Si bien la mayoría de los estudiantes prefieren usar el espejo en la clase de baile y sienten que es una herramienta crítica para apoyar durante el avance técnico, como maestros necesitamos tomar decisiones sobre si lo usaremos o no, y cómo lo usaremos. Aquí hay algunas técnicas prácticas que he encontrado útiles:

-Aliente a los estudiantes a aprender a confiar en la retroalimentación propioceptiva proporcionada por el movimiento; en última instancia, es la forma más confiable y constante de información que debe usar un bailarín.

– Evita tú también ser demasiado dependiente del espejo en tu enseñanza. Si no lo está utilizando, y es posible, cúbrelo con una cortina, muévelo o cambia la orientación de los estudiantes en la sala.

– Desarrolla formas de enseñar material de movimiento que no dependan del espejo.
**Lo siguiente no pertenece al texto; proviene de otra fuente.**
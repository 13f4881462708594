use composite_model::{
    CapabilityName, CompositeName, DependencySlot, FragmentName, ModelError,
};
use thiserror::Error;

/// Errors raised while resolving a composite.
///
/// Resolution is deterministic, so every variant describes a broken
/// declaration rather than a transient condition. The type is `Clone` so a
/// cached failure can be handed to every caller.
#[derive(Error, Debug, Clone, PartialEq, Eq)]
pub enum ResolutionError {
    #[error(transparent)]
    Model(#[from] ModelError),

    #[error("composite '{composite}': no valid mixin for capability '{capability}'")]
    UnresolvedCapability {
        composite: CompositeName,
        capability: CapabilityName,
    },

    #[error("composite '{composite}': unsatisfiable dependency '{slot}' on fragment '{fragment}'")]
    UnsatisfiableDependency {
        composite: CompositeName,
        fragment: FragmentName,
        slot: DependencySlot,
    },

    #[error(
        "ambiguous provider for {capability} named '{name}': {}",
        .candidates.join(", ")
    )]
    AmbiguousOrInvalidNameMatch {
        capability: CapabilityName,
        name: String,
        candidates: Vec<String>,
    },

    #[error("unknown composite '{0}'")]
    UnknownComposite(CompositeName),

    #[error("composites wrap each other in a cycle: {}", format_chain(.0))]
    CyclicComposition(Vec<CompositeName>),

    #[error("composite '{composite}': mixins use each other in a cycle: {}", format_chain(.cycle))]
    CyclicUsage {
        composite: CompositeName,
        cycle: Vec<FragmentName>,
    },
}

impl ResolutionError {
    /// The capability requested by the slot, for unsatisfiable dependencies
    pub fn requested_capability(&self) -> Option<&CapabilityName> {
        match self {
            ResolutionError::UnsatisfiableDependency { slot, .. } => Some(&slot.capability),
            ResolutionError::UnresolvedCapability { capability, .. } => Some(capability),
            _ => None,
        }
    }
}

fn format_chain<T: std::fmt::Display>(chain: &[T]) -> String {
    chain
        .iter()
        .map(|c| c.to_string())
        .collect::<Vec<_>>()
        .join(" → ")
}
//! Resolution engine
//!
//! Owns the catalog, the external providers, and the compute-once cache.
//! `resolve` may be called from any number of threads; each composite is
//! resolved at most once and every caller gets the same `Arc`, or the same
//! cached error.

use composite_model::{Catalog, CompositeDescriptor, CompositeName, FragmentName, MixinDescriptor};
use indexmap::IndexMap;
use std::fmt;
use std::sync::Arc;

use crate::cache::ResolutionCache;
use crate::chain::InterceptorChainBuilder;
use crate::dependency::{DependencyResolver, SlotBinding};
use crate::error::ResolutionError;
use crate::graph::UsageGraph;
use crate::mixin::{BindingOrigin, MixinResolver};
use crate::provider::{ProviderOrigin, ProviderRegistry, StaticProviderRegistry};
use crate::resolved::{ResolvedComposite, ResolvedParts};
use crate::settings::ResolverSettings;

type Resolution = Result<Arc<ResolvedComposite>, ResolutionError>;

pub struct ResolutionEngine {
    catalog: Arc<Catalog>,
    providers: Arc<dyn ProviderRegistry>,
    settings: ResolverSettings,
    /// Composites with every wrapped composite before its wrapper
    wrap_order: Vec<CompositeName>,
    cache: ResolutionCache<CompositeName, Resolution>,
}

impl fmt::Debug for ResolutionEngine {
    fn fmt(&self, f: &mut fmt::Formatter<'_>) -> fmt::Result {
        f.debug_struct("ResolutionEngine")
            .field("composites", &self.wrap_order)
            .field("providers", &self.providers)
            .field("settings", &self.settings)
            .field("computations", &self.cache.computations())
            .finish()
    }
}

impl ResolutionEngine {
    /// Create an engine, rejecting composites that wrap each other in a cycle
    pub fn new(catalog: Catalog) -> Result<Self, ResolutionError> {
        let graph = UsageGraph::new(
            catalog.composites().map(|c| c.name.clone()),
            |name: &CompositeName| {
                catalog
                    .composite(name.as_str())
                    .and_then(|c| c.wraps.clone())
            },
            false,
        );
        let wrap_order = graph
            .resolve_order()
            .map_err(|err| ResolutionError::CyclicComposition(err.cycle))?;

        Ok(Self {
            catalog: Arc::new(catalog),
            providers: Arc::new(StaticProviderRegistry::new()),
            settings: ResolverSettings::default(),
            wrap_order,
            cache: ResolutionCache::new(),
        })
    }

    pub fn with_providers(mut self, providers: impl ProviderRegistry + 'static) -> Self {
        self.providers = Arc::new(providers);
        self
    }

    pub fn with_settings(mut self, settings: ResolverSettings) -> Self {
        self.settings = settings;
        self
    }

    pub fn catalog(&self) -> &Catalog {
        &self.catalog
    }

    pub fn settings(&self) -> &ResolverSettings {
        &self.settings
    }

    /// Resolve a composite, computing it on first use
    pub fn resolve(&self, composite: &str) -> Result<Arc<ResolvedComposite>, ResolutionError> {
        let descriptor = self
            .catalog
            .composite(composite)
            .cloned()
            .ok_or_else(|| ResolutionError::UnknownComposite(composite.into()))?;

        self.cache
            .get_or_compute(&descriptor.name, || self.compute(&descriptor))
    }

    /// Resolve every composite, wrapped composites first.
    ///
    /// Stops at the first failure.
    pub fn elaborate(&self) -> Result<Vec<Arc<ResolvedComposite>>, ResolutionError> {
        tracing::info!(composites = self.wrap_order.len(), "elaborating composites");
        self.wrap_order
            .iter()
            .map(|name| self.resolve(name.as_str()))
            .collect()
    }

    /// How many composites have actually been computed, failures included
    pub fn computations(&self) -> usize {
        self.cache.computations()
    }

    fn compute(&self, descriptor: &Arc<CompositeDescriptor>) -> Resolution {
        let span = tracing::info_span!("resolve", composite = %descriptor.name);
        let _guard = span.enter();

        match self.build(descriptor) {
            Ok(resolved) => {
                tracing::info!(
                    capabilities = resolved.bindings().len(),
                    methods = resolved.methods().count(),
                    mixins = resolved.used_mixins().len(),
                    "resolved composite"
                );
                Ok(Arc::new(resolved))
            }
            Err(err) => {
                tracing::error!(error = %err, "composite resolution failed");
                Err(err)
            }
        }
    }

    fn build(&self, descriptor: &Arc<CompositeDescriptor>) -> Result<ResolvedComposite, ResolutionError> {
        let capabilities = self.catalog.capabilities();

        let wrapped = match &descriptor.wraps {
            Some(inner) => Some(self.resolve(inner.as_str())?),
            None => None,
        };

        let dependencies = DependencyResolver::new(
            capabilities,
            descriptor,
            wrapped.as_deref(),
            self.providers.as_ref(),
        );

        // Only capabilities that declare methods need a mixin.
        let mut mixins = MixinResolver::new(&self.catalog, descriptor, dependencies, wrapped.as_deref());
        for capability in &descriptor.capabilities {
            let declares_methods = capabilities
                .get(capability.as_str())
                .is_some_and(|c| !c.methods.is_empty());
            if declares_methods {
                mixins.resolve(capability)?;
            }
        }
        let bindings = mixins.into_bindings();

        let mut used_mixins: Vec<Arc<MixinDescriptor>> = Vec::new();
        for binding in bindings.values() {
            if binding.origin == BindingOrigin::Own
                && !used_mixins.iter().any(|m| m.name() == binding.mixin.name())
            {
                used_mixins.push(binding.mixin.clone());
            }
        }

        let bound = dependencies.with_bindings(&bindings);
        let mut slot_bindings: IndexMap<FragmentName, Vec<SlotBinding>> = IndexMap::new();
        bind_used_mixins(descriptor, bound, &mut used_mixins, &mut slot_bindings)?;

        let mut methods = IndexMap::new();
        let mut interceptor_siblings = Vec::new();
        {
            let chains = InterceptorChainBuilder::new(
                &self.catalog,
                descriptor,
                &bindings,
                &used_mixins,
                bound,
                self.settings,
            );
            for method in descriptor.methods(capabilities) {
                let plan = chains.chain_for(&method)?;
                methods.insert(method, plan);
            }
        }
        for plan in methods.values() {
            for interceptor in &plan.chain {
                if !slot_bindings.contains_key(interceptor.name()) {
                    let slots = bound.bind_all(&interceptor.uses)?;
                    interceptor_siblings.extend(sibling_providers(descriptor, &slots));
                    slot_bindings.insert(interceptor.name().clone(), slots);
                }
            }
        }
        for mixin in interceptor_siblings {
            if !used_mixins.iter().any(|m| m.name() == mixin.name()) {
                used_mixins.push(mixin);
            }
        }
        bind_used_mixins(descriptor, bound, &mut used_mixins, &mut slot_bindings)?;

        let mixin_order = self.mixin_order(&descriptor.name, &used_mixins, &slot_bindings)?;

        Ok(ResolvedComposite::new(ResolvedParts {
            descriptor: descriptor.clone(),
            wrapped,
            bindings,
            methods,
            used_mixins,
            mixin_order,
            dependencies: slot_bindings,
        }))
    }

    /// Order used mixins so each comes after the siblings it uses
    fn mixin_order(
        &self,
        composite: &CompositeName,
        used_mixins: &[Arc<MixinDescriptor>],
        slot_bindings: &IndexMap<FragmentName, Vec<SlotBinding>>,
    ) -> Result<Vec<FragmentName>, ResolutionError> {
        let graph = UsageGraph::new(
            used_mixins.iter().map(|m| m.name().clone()),
            |mixin: &FragmentName| {
                slot_bindings
                    .get(mixin)
                    .into_iter()
                    .flatten()
                    .filter_map(|binding| match &binding.provider {
                        Some(provider) => match &provider.origin {
                            ProviderOrigin::Sibling { mixin: used } if used != mixin => {
                                Some(used.clone())
                            }
                            _ => None,
                        },
                        None => None,
                    })
                    .collect::<Vec<_>>()
            },
            self.settings.allow_cycles,
        );

        graph
            .resolve_order()
            .map_err(|err| ResolutionError::CyclicUsage {
                composite: composite.clone(),
                cycle: err.cycle,
            })
    }
}

/// Bind the slots of every used mixin not bound yet.
///
/// A sibling that supplies one of those slots becomes a used mixin itself,
/// even when it backs no capability, and is bound in turn.
fn bind_used_mixins(
    descriptor: &CompositeDescriptor,
    bound: DependencyResolver<'_>,
    used_mixins: &mut Vec<Arc<MixinDescriptor>>,
    slot_bindings: &mut IndexMap<FragmentName, Vec<SlotBinding>>,
) -> Result<(), ResolutionError> {
    let mut next = 0;
    while next < used_mixins.len() {
        let mixin = used_mixins[next].clone();
        next += 1;
        if slot_bindings.contains_key(mixin.name()) {
            continue;
        }

        let slots = bound.bind_all(&mixin.uses)?;
        for sibling in sibling_providers(descriptor, &slots) {
            if !used_mixins.iter().any(|m| m.name() == sibling.name()) {
                tracing::debug!(mixin = %sibling.name(), used_by = %mixin.name(), "sibling provider joins used mixins");
                used_mixins.push(sibling);
            }
        }
        slot_bindings.insert(mixin.name().clone(), slots);
    }
    Ok(())
}

fn sibling_providers(descriptor: &CompositeDescriptor, slots: &[SlotBinding]) -> Vec<Arc<MixinDescriptor>> {
    slots
        .iter()
        .filter_map(|binding| match &binding.provider {
            Some(provider) => match &provider.origin {
                ProviderOrigin::Sibling { mixin } => descriptor.mixin(mixin.as_str()).cloned(),
                _ => None,
            },
            None => None,
        })
        .collect()
}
La investigación ha demostrado que si un espejo no está presente en el aula, solo la mitad de los estudiantes lo extrañarán, y algunos incluso se sentirán aliviados de que no esté allí.

– Conoce a tus estudiantes, sus necesidades individuales y sus estilos de aprendizaje. Edúcalos sobre cómo usar el espejo de manera constructiva.

– Presenta el espejo como una de las muchas herramientas de enseñanza que se pueden usar en el estudio, pero explica que no es esencial.

– Integra tantos otros métodos como puedas en el aula para explicar conceptos técnicos que incluyen imágenes y señales rítmicas y verbales.

– Cuando uses el espejo en tu enseñanza, encuentra formas de reducir el «tiempo de observación» para los estudiantes a quienes les gusta detenerse frente a ellos, puesto que este comportamiento puede afectar cómo se siente cada bailarín sobre su imagen corporal.

– Mantente atento a cualquier estudiante que parezca desanimado mientras usa el espejo y redirije su rostro hacia ti para evitar una autoevaluación negativa.

– Si eliges usar el espejo, sé consciente del por qué lo está haciendo. Sé estratégico y selectivo. Edúcate sobre el poder del espejo en el aula y usa esta información para desarrollar las técnicas de enseñanza que crearán un ambiente de enseñanza óptimo en el aula de baile para formar bailarines que saben sentir y conectarse con su propio cuerpo sin tener que ver lo que están haciendo.